╔══

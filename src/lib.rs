//! rFinDash library root.
//! Exposes the CLI parser, the high-level run() function and the internal
//! modules (calendar grid, record services, SQLite store).

pub mod cli;
pub mod config;
pub mod core;
pub mod db;
pub mod errors;
pub mod models;
pub mod ui;
pub mod utils;

use clap::Parser;
use cli::commands;
use cli::parser::{Cli, Commands};
use config::Config;
use errors::AppResult;
use models::user::UserId;

/// Signed-in user: `--user` wins over the configured one.
fn current_user(cli: &Cli, cfg: &Config) -> AppResult<UserId> {
    UserId::new(cli.user.as_deref().unwrap_or(&cfg.user))
}

/// Central command dispatcher
pub fn dispatch(cli: &Cli, cfg: &Config) -> AppResult<()> {
    match &cli.command {
        Commands::Init => commands::init::handle(cli),
        Commands::Config { .. } => commands::config::handle(&cli.command, cfg),
        Commands::Db { .. } => commands::db::handle(&cli.command, cfg),
        Commands::Log { .. } => {
            commands::log::handle(&cli.command, cfg, &current_user(cli, cfg)?)
        }
        Commands::Calendar { .. } => {
            commands::calendar::handle(&cli.command, cfg, &current_user(cli, cfg)?)
        }
        Commands::Reservation { action } => {
            commands::reservation::handle(action, cfg, &current_user(cli, cfg)?)
        }
        Commands::Client { action } => {
            commands::client::handle(action, cfg, &current_user(cli, cfg)?)
        }
        Commands::Budget { action } => {
            commands::budget::handle(action, cfg, &current_user(cli, cfg)?)
        }
        Commands::Transaction { action } => {
            commands::transaction::handle(action, cfg, &current_user(cli, cfg)?)
        }
        Commands::Card { action } => commands::card::handle(action, cfg, &current_user(cli, cfg)?),
        Commands::Installment { action } => {
            commands::installment::handle(action, cfg, &current_user(cli, cfg)?)
        }
        Commands::Investment { action } => {
            commands::investment::handle(action, cfg, &current_user(cli, cfg)?)
        }
        Commands::Project { action } => {
            commands::project::handle(action, cfg, &current_user(cli, cfg)?)
        }
        Commands::Dashboard => commands::dashboard::handle(cfg, &current_user(cli, cfg)?),
    }
}

/// Entry point used by main.rs
pub fn run() -> AppResult<()> {
    let cli = Cli::parse();

    let mut cfg = Config::load()?;

    if let Some(custom_db) = &cli.db {
        cfg.database = custom_db.clone();
    }

    dispatch(&cli, &cfg)
}
//! SQLite implementation of the data-access traits.
//!
//! Each record type describes its table through [`SqlRecord`]; the generic
//! `Repository` impl for [`DbPool`] builds the user-scoped statements from
//! that description. Queries alias the main table as `t`.

pub mod budgets;
pub mod cards;
pub mod clients;
pub mod installments;
pub mod investments;
pub mod projects;
pub mod reservations;
pub mod transactions;

use crate::db::log;
use crate::db::pool::DbPool;
use crate::db::store::{AuditLog, Entity, Repository};
use crate::errors::{AppError, AppResult};
use crate::models::user::UserId;
use chrono::{Local, NaiveDate};
use rusqlite::types::{Type, Value};
use rusqlite::{OptionalExtension, Row, params_from_iter};

pub trait SqlRecord: Entity {
    const TABLE: &'static str;

    /// `SELECT ... FROM <table> t [LEFT JOIN ...]`, without WHERE.
    const SELECT: &'static str;

    const ORDER_BY: &'static str;

    /// Writable columns, in the order produced by [`SqlRecord::values`].
    const COLUMNS: &'static [&'static str];

    /// Whether the table carries an `updated_at` column.
    const HAS_UPDATED_AT: bool;

    fn from_row(row: &Row) -> rusqlite::Result<Self>;

    fn values(input: &Self::Input) -> Vec<Value>;
}

pub(crate) fn now_stamp() -> String {
    Local::now().to_rfc3339()
}

pub(crate) fn opt<T: Into<Value>>(v: Option<T>) -> Value {
    v.map_or(Value::Null, Into::into)
}

pub(crate) fn opt_text(v: &Option<String>) -> Value {
    opt(v.clone())
}

pub(crate) fn date_value(d: NaiveDate) -> Value {
    Value::Text(crate::utils::date::to_db(d))
}

pub(crate) fn opt_date_value(d: Option<NaiveDate>) -> Value {
    opt(d.map(crate::utils::date::to_db))
}

pub(crate) fn conversion_error(err: AppError) -> rusqlite::Error {
    rusqlite::Error::FromSqlConversionFailure(0, Type::Text, Box::new(err))
}

pub(crate) fn date_col(row: &Row, col: &str) -> rusqlite::Result<NaiveDate> {
    let raw: String = row.get(col)?;
    crate::utils::date::parse_date(&raw).ok_or_else(|| conversion_error(AppError::InvalidDate(raw)))
}

pub(crate) fn opt_date_col(row: &Row, col: &str) -> rusqlite::Result<Option<NaiveDate>> {
    let raw: Option<String> = row.get(col)?;
    match raw {
        Some(s) if !s.trim().is_empty() => crate::utils::date::parse_date(&s)
            .map(Some)
            .ok_or_else(|| conversion_error(AppError::InvalidDate(s))),
        _ => Ok(None),
    }
}

/// Decode a text enum column with its `from_db_str`.
pub(crate) fn enum_col<T>(
    row: &Row,
    col: &str,
    entity: &'static str,
    parse: fn(&str) -> Option<T>,
) -> rusqlite::Result<T> {
    let raw: String = row.get(col)?;
    parse(&raw).ok_or_else(|| conversion_error(AppError::InvalidStatus { entity, value: raw }))
}

pub(crate) fn collect_rows<T>(
    rows: impl Iterator<Item = rusqlite::Result<T>>,
) -> AppResult<Vec<T>> {
    let mut out = Vec::new();
    for r in rows {
        out.push(r?);
    }
    Ok(out)
}

impl<T: SqlRecord> Repository<T> for DbPool {
    fn list(&self, user: &UserId) -> AppResult<Vec<T>> {
        let sql = format!("{} WHERE t.user_id = ?1 ORDER BY {}", T::SELECT, T::ORDER_BY);
        let mut stmt = self.conn.prepare_cached(&sql)?;
        let rows = stmt.query_map([user.as_str()], |row| T::from_row(row))?;
        collect_rows(rows)
    }

    fn find(&self, user: &UserId, id: i64) -> AppResult<Option<T>> {
        let sql = format!("{} WHERE t.user_id = ?1 AND t.id = ?2", T::SELECT);
        let mut stmt = self.conn.prepare_cached(&sql)?;
        let found = stmt
            .query_row(rusqlite::params![user.as_str(), id], |row| T::from_row(row))
            .optional()?;
        Ok(found)
    }

    fn insert(&self, user: &UserId, input: &T::Input) -> AppResult<T> {
        let mut columns: Vec<&str> = vec!["user_id"];
        columns.extend_from_slice(T::COLUMNS);
        columns.push("created_at");

        let stamp = now_stamp();
        let mut values: Vec<Value> = vec![Value::Text(user.as_str().to_string())];
        values.extend(T::values(input));
        values.push(Value::Text(stamp.clone()));

        if T::HAS_UPDATED_AT {
            columns.push("updated_at");
            values.push(Value::Text(stamp));
        }

        let placeholders = vec!["?"; columns.len()].join(", ");
        let sql = format!(
            "INSERT INTO {} ({}) VALUES ({})",
            T::TABLE,
            columns.join(", "),
            placeholders
        );

        self.conn.execute(&sql, params_from_iter(values.iter()))?;
        let id = self.conn.last_insert_rowid();

        <Self as Repository<T>>::find(self, user, id)?
            .ok_or_else(|| AppError::not_found(T::NAME, id))
    }

    fn update(&self, user: &UserId, id: i64, input: &T::Input) -> AppResult<Option<T>> {
        let mut assignments: Vec<String> =
            T::COLUMNS.iter().map(|c| format!("{} = ?", c)).collect();
        let mut values = T::values(input);

        if T::HAS_UPDATED_AT {
            assignments.push("updated_at = ?".to_string());
            values.push(Value::Text(now_stamp()));
        }

        values.push(Value::Integer(id));
        values.push(Value::Text(user.as_str().to_string()));

        let sql = format!(
            "UPDATE {} SET {} WHERE id = ? AND user_id = ?",
            T::TABLE,
            assignments.join(", ")
        );

        let changed = self.conn.execute(&sql, params_from_iter(values.iter()))?;
        if changed == 0 {
            return Ok(None);
        }
        <Self as Repository<T>>::find(self, user, id)
    }

    fn delete(&self, user: &UserId, id: i64) -> AppResult<bool> {
        let sql = format!("DELETE FROM {} WHERE id = ?1 AND user_id = ?2", T::TABLE);
        let changed = self
            .conn
            .execute(&sql, rusqlite::params![id, user.as_str()])?;
        Ok(changed > 0)
    }
}

impl AuditLog for DbPool {
    fn audit(
        &self,
        user: &UserId,
        operation: &str,
        target: &str,
        message: &str,
    ) -> AppResult<()> {
        log::audit(&self.conn, Some(user), operation, target, message)
    }
}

╚══

Activity —
Taking the line with "pub mod utils;" as the first and the line with "pub fn dispatch(cli: &Cli, cfg: &Config)" as the last, retype that stretch of the data above exactly, with no other lines.

Exercise result —
pub mod utils;

use clap::Parser;
use cli::commands;
use cli::parser::{Cli, Commands};
use config::Config;
use errors::AppResult;
use models::user::UserId;

/// Signed-in user: `--user` wins over the configured one.
fn current_user(cli: &Cli, cfg: &Config) -> AppResult<UserId> {
    UserId::new(cli.user.as_deref().unwrap_or(&cfg.user))
}

/// Central command dispatcher
pub fn dispatch(cli: &Cli, cfg: &Config) -> AppResult<()> {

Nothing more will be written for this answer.